Breathing is one of the most important elements--some would argue that it's the most important element--of a yoga practice, but for many of us, it is among the hardest to master. We focus on the stretch, the strength or the balance that is required to get into a pose, and we neglect the breath. I was guilty of that same attitude when I started practicing yoga.
What did it matter if my breath was short or long, shallow or deep, through the nose or the mouth?
As it turns out, it mattered greatly. If your breathing isn't relaxed, your body can't relax into the poses. If your body isn't relaxed, your mind can't relax. And if your mind isn't relaxed, you can't draw the full benefits from your yoga practice. Proper breathing and control, known as pranayama, is one of the eight "limbs" of the philosophy of yoga; asana, which is the physical practice most of us know as "yoga," is another of the limbs.
Practically speaking, breathing slowly can lower your heart rate. It also brings fresh oxygen to the lungs, and in turn, the rest of the body.

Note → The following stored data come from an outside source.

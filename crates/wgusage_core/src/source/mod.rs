use std::{io::ErrorKind, time::Duration};

use tokio::{process::Command, time::timeout};
use tracing::{debug, error};
use wgusage_common::messages::snapshot::Snapshot;

use crate::error::UsageError;

pub mod dump;

pub use dump::parse_dump;

/// Produces a snapshot of raw WireGuard counters for every interface on the host.
#[trait_variant::make(Send)]
pub trait SampleSource {
    async fn sample(&self) -> Result<Snapshot, UsageError>;
}

/// Samples counters by running `wg show all dump`.
#[derive(Clone, Debug)]
pub struct WgCommandSource {
    binary: String,
    timeout: Duration,
}

impl WgCommandSource {
    #[must_use]
    pub fn new(binary: impl Into<String>, timeout: Duration) -> Self {
        Self {
            binary: binary.into(),
            timeout,
        }
    }

    async fn run(&self) -> Result<String, UsageError> {
        let mut cmd = Command::new(&self.binary);
        cmd.args(["show", "all", "dump"]).kill_on_drop(true);

        let output = match timeout(self.timeout, cmd.output()).await {
            Ok(Ok(output)) => output,
            Ok(Err(err)) if err.kind() == ErrorKind::NotFound => {
                return Err(UsageError::SourceUnavailable(format!(
                    "{} not found, is wireguard-tools installed?",
                    self.binary
                )));
            }
            Ok(Err(err)) => {
                return Err(UsageError::SourceUnavailable(format!(
                    "failed to run {}: {err}",
                    self.binary
                )));
            }
            Err(_) => {
                return Err(UsageError::SourceUnavailable(format!(
                    "{} did not finish within {:?}",
                    self.binary, self.timeout
                )));
            }
        };

        if !output.status.success() {
            let stderr = String::from_utf8_lossy(&output.stderr);
            error!("{} exited with {}: {}", self.binary, output.status, stderr.trim());
            return Err(UsageError::SourceUnavailable(format!(
                "{} exited with {}",
                self.binary, output.status
            )));
        }

        String::from_utf8(output.stdout).map_err(|err| {
            UsageError::MalformedSnapshot(format!("{} output is not UTF-8: {err}", self.binary))
        })
    }
}

impl SampleSource for WgCommandSource {
    async fn sample(&self) -> Result<Snapshot, UsageError> {
        debug!("Sampling WireGuard counters with {}", self.binary);
        let output = self.run().await?;
        let snapshot = parse_dump(&output)?;
        debug!(
            "Sampled {} interfaces with {} peers",
            snapshot.interfaces.len(),
            snapshot.peer_count()
        );
        Ok(snapshot)
    }
}
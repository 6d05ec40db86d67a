pub mod config;
pub mod db;
pub mod messages;
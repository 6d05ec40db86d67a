mod ledger;
mod report;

In yoga, we use a type of breath called ujjayi (ooh-JAH-ee), which means "victorious" in Sanskrit. To summarize, I tell my classes their breath should be slow, deep, and even. The breath is meant to simultaneously relax and energize the body. In flowing yoga classes, the breath sets the rhythm for the practice. Each movement is linked to a breath. Inhale, you move into pose, exhale you move out of it. The breath, I tell my students, is your metronome. In, out, in, out. The body matches the breath.